Im März forderte der SPD Kreisvorsitzende Maik Klotzbach die längst überfällige Entfristung der Schulsozialarbeiter*Innen im Wartburgkreis. Zum Mai wurde dies seitens der Kreisverwaltung nun umgesetzt.

Maik Klotzbach, SPD Kreisvorsitzender

„Die befristeten Arbeitsverträge in der Vergangenheit waren eine unhaltbare Zumutung. Die Arbeit der Schulsozialarbeiter*Innen ist viel zu wichtig, um hier nur auf das Geld zu schauen und auf das Land zu warten. Das unsere Forderung so schnell Zuspruch gefunden hat, freut uns sehr“, erklärt Maik Klotzbach.
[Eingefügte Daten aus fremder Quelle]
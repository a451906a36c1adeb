use serde::de::DeserializeOwned;
use std::fs;

use crate::error::{Error, Result};

/// Parses a JSON file into a given type `T`.
///
/// This function reads a file from `file_path`, attempts to parse it
/// as JSON, and returns an instance of `T`.
///
/// Errors are automatically converted into `crate::error::Error` variants:
/// - `Error::IoError` if the file cannot be read.
/// - `Error::DeserializationError` if the JSON is malformed.
pub fn parse_json_file<T: DeserializeOwned>(file_path: &str) -> Result<T> {
    let data = fs::read_to_string(file_path).map_err(|e| Error::IoError(e))?;

    let parsed_data: T = serde_json::from_str(&data).map_err(|e| Error::DeserializationError(e))?;

    Ok(parsed_data)
}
Mit dem neuen Thüringer Kinder- und Jugendhilfeausführungsgesetz (ThürKJHAG) wurde das Landesprogramm zur Schulsozialarbeit Pflichtaufgabe für das Land. Thüringen wird damit gesetzlich verpflichtet, die Kommunen bei der Jugendarbeit und der Schulsozialarbeit zu unterstützen. Das schafft Planungssicherheit für die Landkreise und kreisfreien Städte und nützt vor allem den jungen Menschen. Hierfür stellt das Land jedes Jahr 11,3 Millionen Euro zur Verfügung.